How well that really works will depend on how much the reader buys Brittany Kaiser's recounting of events and her attempted reinvention. From early on, the author expresses admiration for Julia Assange - that's an indication that Kaiser would not mind being mentioned in the same breath as the WikiLeaks founder.
However, it is important to remember that her 'shine a light' moment came well after the cracks first began to show at the controversial data company. She is keen to express her naivety, only fully reckoning with the company's misdeeds in the emotive closing chapters.
This is hard to accept, however, as the company's politics and modus operandi are clear from her first, chance encounter with CEO Alexander Nix. There were also several other early warning signs.
Her involvement in the company's dealings escalates quickly with an acknowledgment of her ambitions, built around the need to provide for her family. She enjoyed a privileged upbringing but her parents had become badly affected by the 2008 crash and her father's health was rapidly deteriorating.

Cambridge Analytica’s job is explained through allegory - if you want to sell more Coca Cola at a cinema, don't run an ad, simply turn up the temperature and make everyone thirsty. We learn in Kaiser's work how they took the political atmosphere of nations around the world to boiling point.
This deal-with-the-devil story does produce some fascinating insights into the money of big data and the way Nix operated. Slow to pick up, the book becomes much more interesting when we finally arrive at the Trump and Brexit campaigns. However, Kaiser hasn’t fully developed the craft of setting a scene and her descriptions of locations like bars and hotels are dull. Entire sections of the book, including the naming of individuals and entities wholly irrelevant to the main narrative, seem unnecessary.
So too are the couple of glossy pages padding the centre of the book. These contain full colour photos and even selfies. This seems superfluous and I feel the book would have instead benefited from more extensive referencing and perhaps an index.

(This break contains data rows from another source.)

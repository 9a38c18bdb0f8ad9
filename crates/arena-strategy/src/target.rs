//! Station selection scans: nearest unclaimed target and fallback search.

use arena_core::{OwnerId, Position, RobotId};
use arena_world::Roster;

use crate::{ReservationSet, TurnContext};

/// Who is standing on a station cell.
#[derive(Copy, Clone, PartialEq, Eq, Debug)]
pub enum Occupancy {
    /// No robot on the cell.
    Free,
    /// A robot of the same fleet as the mover.
    FriendlyHeld,
    /// A rival robot — carries a handle for combat cost/benefit analysis.
    EnemyHeld(RobotId),
}

/// The outcome of a target scan: the chosen station, the move cost to it,
/// and who (if anyone) holds it.
#[derive(Copy, Clone, PartialEq, Eq, Debug)]
pub struct Target {
    pub position: Position,
    pub distance: u32,
    pub occupancy: Occupancy,
}

/// Classify who holds `position` from `owner`'s point of view.
///
/// The occupant is the first robot in roster order at the cell; any later
/// co-located robots are invisible to classification.
pub fn occupancy_at(position: Position, owner: OwnerId, roster: &Roster) -> Occupancy {
    match roster.robot_at(position) {
        None => Occupancy::Free,
        Some(occupant) if roster.owner(occupant) == owner => Occupancy::FriendlyHeld,
        Some(occupant) => Occupancy::EnemyHeld(occupant),
    }
}

/// Scan the station registry for the nearest station not yet claimed this
/// round.
///
/// The scan keeps exactly one running best and replaces it only on a
/// *strictly* smaller distance — at equal distances the earlier station in
/// registry order wins, regardless of what occupies either candidate.  The
/// occupancy attached to the final incumbent is authoritative; there is no
/// "prefer free over enemy" priority beyond the distance comparison.
///
/// Returns `None` when every station is claimed (or the map has none).
pub fn nearest_unclaimed(
    robot: RobotId,
    ctx: &TurnContext<'_>,
    reservations: &ReservationSet,
) -> Option<Target> {
    let origin = ctx.roster.position(robot);
    let owner = ctx.roster.owner(robot);

    let mut best: Option<Target> = None;
    for station in ctx.map.stations() {
        if reservations.is_claimed(station.position) {
            continue;
        }
        let distance = origin.distance(station.position);
        if best.is_none_or(|b| distance < b.distance) {
            best = Some(Target {
                position: station.position,
                distance,
                occupancy: occupancy_at(station.position, owner, ctx.roster),
            });
        }
    }
    best
}

/// Find a fallback station when the nearest pick is held by a teammate: the
/// first station in registry order that is neither claimed this round nor
/// friendly-held.
///
/// Registry order, not distance, decides here — a rival-held station is an
/// acceptable fallback, a teammate's is not.
pub fn first_fallback(
    owner: OwnerId,
    ctx: &TurnContext<'_>,
    reservations: &ReservationSet,
) -> Option<Position> {
    ctx.map
        .stations()
        .iter()
        .map(|station| station.position)
        .find(|&position| {
            !reservations.is_claimed(position)
                && occupancy_at(position, owner, ctx.roster) != Occupancy::FriendlyHeld
        })
}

Kaiser is prone to repeating herself and as a result the book is too long. Some of its nearly 400-page length would have been better served elaborating on other issues such as non-political contracts. The author is curiously eager to establish how limited was her knowledge of events as they were unfolding, a strange admission in an ostensible 'tell-all.'
Kaiser wrestles with reconciling the work she does for her Republican clients and her old life as a campaigner for then-Senate hopeful Barack Obama. This account is sometimes contradictory. One instance outlines her decision not to vote in 2016, partly out of fear that her employer would see that she had supported Hillary Clinton. The very next paragraph reveals she had still "weaseled" a ticket for a VIP victory party for that candidate.
We do get to read about voter deterrence (read 'suppression'), native advertising, the inner workings of Cambridge Analytica, Facebook's controversial Friends API, the big money of data brokerage, psychographics, behavioural microtargeting, and an enjoyable section on how we are tracked through cookies.

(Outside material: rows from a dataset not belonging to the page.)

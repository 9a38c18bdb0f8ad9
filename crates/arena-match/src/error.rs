use arena_core::{OwnerId, Position, RobotId};
use thiserror::Error;

#[derive(Debug, Error)]
pub enum MatchError {
    #[error("match configuration error: {0}")]
    Config(String),

    #[error("a strategy for {0} was registered twice")]
    DuplicateStrategy(OwnerId),

    #[error("no strategy registered for {0}")]
    MissingStrategy(OwnerId),

    #[error("robot {robot} starts at {position}, outside the arena")]
    RobotOutOfBounds { robot: RobotId, position: Position },
}

pub type MatchResult<T> = Result<T, MatchError>;
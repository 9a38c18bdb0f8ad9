//! Robot actions — what a decision resolves to each turn.

use arena_core::Position;

/// The single action a robot takes this turn.
///
/// Produced by [`Strategy::decide`][crate::Strategy::decide] and consumed by
/// the host's round loop.  Exactly one action is returned per robot per
/// round; the host only needs to distinguish the kind and read the one
/// optional destination field.
#[derive(Copy, Clone, PartialEq, Eq, Debug)]
pub enum Action {
    /// Clone: create a new robot for the same owner.  Placement and energy
    /// cost rules are owned by the host, not the deciding engine.
    Spawn,

    /// Collect energy from the station under the robot.  Only meaningful
    /// while standing exactly on a station cell.
    Harvest,

    /// Relocate to `to`.  Moving onto a cell held by a rival robot
    /// constitutes an attack; the host resolves the combat outcome.
    Move { to: Position },

    /// Explicit no-op: no valid action this turn.  Never an error.
    Idle,
}

impl Action {
    /// The destination of a `Move`, if this is one.
    #[inline]
    pub fn destination(self) -> Option<Position> {
        match self {
            Action::Move { to } => Some(to),
            _ => None,
        }
    }
}
//! Deterministic match-level RNG wrapper.
//!
//! # Determinism strategy
//!
//! All randomness in a match (map generation, fleet placement) flows from one
//! `MatchRng` seeded by the configured master seed.  Decision engines take no
//! RNG at all — their choices are pure functions of the round state — so a
//! seed fully determines a match.  Derived generators come from
//! [`MatchRng::child`], which mixes the parent stream with a caller-supplied
//! offset so sub-systems never share or reorder each other's draws.

use rand::rngs::SmallRng;
use rand::{Rng, SeedableRng};

/// 64-bit fractional golden-ratio constant for seed mixing.
const MIXING_CONSTANT: u64 = 0x9e37_79b9_7f4a_7c15;

/// Match-level deterministic RNG.
///
/// Used only in single-threaded setup contexts (there is no randomness inside
/// the round loop).  If two sub-systems need independent streams, derive one
/// `child` per sub-system instead of sharing.
pub struct MatchRng(SmallRng);

impl MatchRng {
    pub fn new(seed: u64) -> Self {
        MatchRng(SmallRng::seed_from_u64(seed))
    }

    /// Derive a child `MatchRng` with a different seed offset — useful for
    /// giving map generation and fleet placement independent streams.
    pub fn child(&mut self, offset: u64) -> MatchRng {
        let child_seed: u64 = self.0.r#gen::<u64>() ^ offset.wrapping_mul(MIXING_CONSTANT);
        MatchRng(SmallRng::seed_from_u64(child_seed))
    }

    /// Expose the inner `SmallRng` for use with `rand` distribution types.
    #[inline]
    pub fn inner(&mut self) -> &mut SmallRng {
        &mut self.0
    }

    /// Sample a uniformly distributed value of any `Standard`-distributed type.
    #[inline]
    pub fn random<T>(&mut self) -> T
    where
        rand::distributions::Standard: rand::distributions::Distribution<T>,
    {
        self.0.r#gen()
    }

    /// Generate a value uniformly in `range`.
    #[inline]
    pub fn gen_range<T, R>(&mut self, range: R) -> T
    where
        T: rand::distributions::uniform::SampleUniform,
        R: rand::distributions::uniform::SampleRange<T>,
    {
        self.0.gen_range(range)
    }

    /// `true` with probability `p` (clamped to [0, 1]).
    #[inline]
    pub fn gen_bool(&mut self, p: f64) -> bool {
        self.0.gen_bool(p.clamp(0.0, 1.0))
    }
}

While it handles the subject matter proficiently, it doesn’t exactly reveal much new about the data science or profiling models that came out with Christopher Wylie's whistle-blowing.

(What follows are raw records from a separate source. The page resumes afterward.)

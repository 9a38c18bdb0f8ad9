//! CSV report backend.
//!
//! Creates two files in the configured output directory:
//! - `robot_snapshots.csv`
//! - `round_summaries.csv`

use std::fs::File;
use std::path::Path;

use csv::Writer;

use crate::writer::ReportWriter;
use crate::{ReportResult, RobotSnapshotRow, RoundSummaryRow};

/// Writes match reports to two CSV files.
pub struct CsvReporter {
    snapshots: Writer<File>,
    summaries: Writer<File>,
    finished: bool,
}

impl CsvReporter {
    /// Open (or create) the two CSV files in `dir` and write the header rows.
    pub fn new(dir: &Path) -> ReportResult<Self> {
        let mut snapshots = Writer::from_path(dir.join("robot_snapshots.csv"))?;
        snapshots.write_record(["robot_id", "round", "owner", "x", "y", "energy"])?;

        let mut summaries = Writer::from_path(dir.join("round_summaries.csv"))?;
        summaries.write_record([
            "round", "spawns", "harvests", "moves", "attacks", "idles", "ignored",
        ])?;

        Ok(Self {
            snapshots,
            summaries,
            finished: false,
        })
    }
}

impl ReportWriter for CsvReporter {
    fn write_snapshots(&mut self, rows: &[RobotSnapshotRow]) -> ReportResult<()> {
        for row in rows {
            self.snapshots.write_record(&[
                row.robot_id.to_string(),
                row.round.to_string(),
                row.owner.to_string(),
                row.x.to_string(),
                row.y.to_string(),
                row.energy.to_string(),
            ])?;
        }
        Ok(())
    }

    fn write_round_summary(&mut self, row: &RoundSummaryRow) -> ReportResult<()> {
        self.summaries.write_record(&[
            row.round.to_string(),
            row.spawns.to_string(),
            row.harvests.to_string(),
            row.moves.to_string(),
            row.attacks.to_string(),
            row.idles.to_string(),
            row.ignored.to_string(),
        ])?;
        Ok(())
    }

    fn finish(&mut self) -> ReportResult<()> {
        if self.finished {
            return Ok(());
        }
        self.finished = true;
        self.snapshots.flush()?;
        self.summaries.flush()?;
        Ok(())
    }
}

It is all coupled with half-baked commentary - perhaps reassuring for those of who live on this island - on how data privacy is a core principle of the EU. There’s still enough here for the reader who feel the need to consume everything concerning the darker aspects of our current political moment. Exercise caution, however, in assuming that the author’s account is exhaustive.
In sum, Brittany Kaiser's tiring and protracted move towards an exit seems to come not entirely from an ethical dilemma and more from a lack of recognition for her work and lack of support during the fallout.